## Task prompt
Return the data below exactly, stopping after the line with "top of winit.".
* * * *
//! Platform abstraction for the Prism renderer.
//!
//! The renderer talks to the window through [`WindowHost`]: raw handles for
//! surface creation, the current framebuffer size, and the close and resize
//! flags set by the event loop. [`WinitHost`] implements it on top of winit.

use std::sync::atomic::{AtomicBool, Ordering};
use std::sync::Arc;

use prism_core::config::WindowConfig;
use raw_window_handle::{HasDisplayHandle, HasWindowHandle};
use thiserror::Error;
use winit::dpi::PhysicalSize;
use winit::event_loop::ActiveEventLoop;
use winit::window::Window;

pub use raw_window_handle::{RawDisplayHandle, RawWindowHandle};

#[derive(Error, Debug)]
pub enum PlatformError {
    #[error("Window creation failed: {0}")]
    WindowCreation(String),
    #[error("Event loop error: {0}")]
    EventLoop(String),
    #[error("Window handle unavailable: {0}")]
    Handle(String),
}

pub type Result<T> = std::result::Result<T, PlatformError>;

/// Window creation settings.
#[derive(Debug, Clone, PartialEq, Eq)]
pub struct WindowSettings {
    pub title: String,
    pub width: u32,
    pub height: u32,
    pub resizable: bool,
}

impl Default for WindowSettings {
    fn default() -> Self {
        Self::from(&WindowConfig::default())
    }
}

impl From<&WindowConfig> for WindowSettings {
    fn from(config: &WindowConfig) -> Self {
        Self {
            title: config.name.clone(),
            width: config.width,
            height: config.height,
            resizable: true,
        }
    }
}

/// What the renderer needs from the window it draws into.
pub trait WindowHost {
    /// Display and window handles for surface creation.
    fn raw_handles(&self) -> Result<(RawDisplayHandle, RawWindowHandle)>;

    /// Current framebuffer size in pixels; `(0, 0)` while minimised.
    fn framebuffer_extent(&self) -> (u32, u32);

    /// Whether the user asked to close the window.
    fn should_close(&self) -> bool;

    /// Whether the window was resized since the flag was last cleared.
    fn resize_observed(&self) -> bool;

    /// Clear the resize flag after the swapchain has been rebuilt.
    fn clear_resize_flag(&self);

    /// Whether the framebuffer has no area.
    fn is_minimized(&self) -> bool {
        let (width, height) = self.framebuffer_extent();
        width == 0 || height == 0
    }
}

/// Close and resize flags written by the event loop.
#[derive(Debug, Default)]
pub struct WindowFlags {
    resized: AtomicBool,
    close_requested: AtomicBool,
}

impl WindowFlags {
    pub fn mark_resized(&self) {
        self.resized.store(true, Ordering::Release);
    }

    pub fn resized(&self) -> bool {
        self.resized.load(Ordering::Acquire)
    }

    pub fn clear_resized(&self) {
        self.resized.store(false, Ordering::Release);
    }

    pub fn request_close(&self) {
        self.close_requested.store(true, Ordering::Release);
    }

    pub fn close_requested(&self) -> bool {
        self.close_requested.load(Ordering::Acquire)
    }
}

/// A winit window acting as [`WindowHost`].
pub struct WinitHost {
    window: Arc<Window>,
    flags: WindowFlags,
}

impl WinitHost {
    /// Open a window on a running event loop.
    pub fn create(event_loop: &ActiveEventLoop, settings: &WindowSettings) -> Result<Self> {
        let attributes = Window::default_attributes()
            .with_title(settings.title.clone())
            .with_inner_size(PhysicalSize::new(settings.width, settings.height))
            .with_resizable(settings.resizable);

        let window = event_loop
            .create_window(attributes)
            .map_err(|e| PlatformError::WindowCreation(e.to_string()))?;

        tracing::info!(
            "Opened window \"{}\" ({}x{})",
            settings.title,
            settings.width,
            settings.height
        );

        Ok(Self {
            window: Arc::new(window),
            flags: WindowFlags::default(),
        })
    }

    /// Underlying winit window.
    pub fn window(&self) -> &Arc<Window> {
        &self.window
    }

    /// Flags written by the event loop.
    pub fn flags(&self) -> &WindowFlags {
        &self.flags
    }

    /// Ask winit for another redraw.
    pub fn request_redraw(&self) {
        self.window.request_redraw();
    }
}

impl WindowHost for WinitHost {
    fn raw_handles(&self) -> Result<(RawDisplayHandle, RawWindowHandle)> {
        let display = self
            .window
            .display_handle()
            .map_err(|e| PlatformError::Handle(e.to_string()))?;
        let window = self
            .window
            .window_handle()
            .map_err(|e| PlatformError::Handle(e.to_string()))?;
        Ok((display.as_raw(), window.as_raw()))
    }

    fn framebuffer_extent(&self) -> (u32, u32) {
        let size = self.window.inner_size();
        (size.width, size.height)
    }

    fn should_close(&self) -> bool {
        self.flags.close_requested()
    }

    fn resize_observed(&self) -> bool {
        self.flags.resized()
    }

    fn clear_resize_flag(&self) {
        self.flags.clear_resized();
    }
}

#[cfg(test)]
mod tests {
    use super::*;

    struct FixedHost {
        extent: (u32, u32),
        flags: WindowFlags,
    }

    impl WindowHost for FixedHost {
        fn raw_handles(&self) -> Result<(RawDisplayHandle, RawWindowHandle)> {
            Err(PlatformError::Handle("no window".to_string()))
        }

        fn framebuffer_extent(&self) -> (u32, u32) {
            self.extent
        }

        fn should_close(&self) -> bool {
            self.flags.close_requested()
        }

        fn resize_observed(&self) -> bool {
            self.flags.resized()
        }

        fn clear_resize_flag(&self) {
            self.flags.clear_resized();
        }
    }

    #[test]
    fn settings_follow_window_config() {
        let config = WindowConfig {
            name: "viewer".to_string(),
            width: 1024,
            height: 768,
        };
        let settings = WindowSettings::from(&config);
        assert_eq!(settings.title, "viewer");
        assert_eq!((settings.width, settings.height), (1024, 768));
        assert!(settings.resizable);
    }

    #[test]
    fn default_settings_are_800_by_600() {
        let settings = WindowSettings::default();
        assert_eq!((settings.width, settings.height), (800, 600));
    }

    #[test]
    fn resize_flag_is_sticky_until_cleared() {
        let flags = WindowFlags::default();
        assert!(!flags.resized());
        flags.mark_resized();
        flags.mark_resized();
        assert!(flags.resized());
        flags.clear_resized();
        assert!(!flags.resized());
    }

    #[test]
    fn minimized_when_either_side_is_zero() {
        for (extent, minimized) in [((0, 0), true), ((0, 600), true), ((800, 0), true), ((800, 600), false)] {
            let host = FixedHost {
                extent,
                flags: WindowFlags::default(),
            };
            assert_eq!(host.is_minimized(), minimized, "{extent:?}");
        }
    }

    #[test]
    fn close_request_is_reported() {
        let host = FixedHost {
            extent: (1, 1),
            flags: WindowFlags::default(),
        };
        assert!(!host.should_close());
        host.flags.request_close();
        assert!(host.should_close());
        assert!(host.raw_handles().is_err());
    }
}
* * * *
## Result of the task
//! Platform abstraction for the Prism renderer.
//!
//! The renderer talks to the window through [`WindowHost`]: raw handles for
//! surface creation, the current framebuffer size, and the close and resize
//! flags set by the event loop. [`WinitHost`] implements it on top of winit.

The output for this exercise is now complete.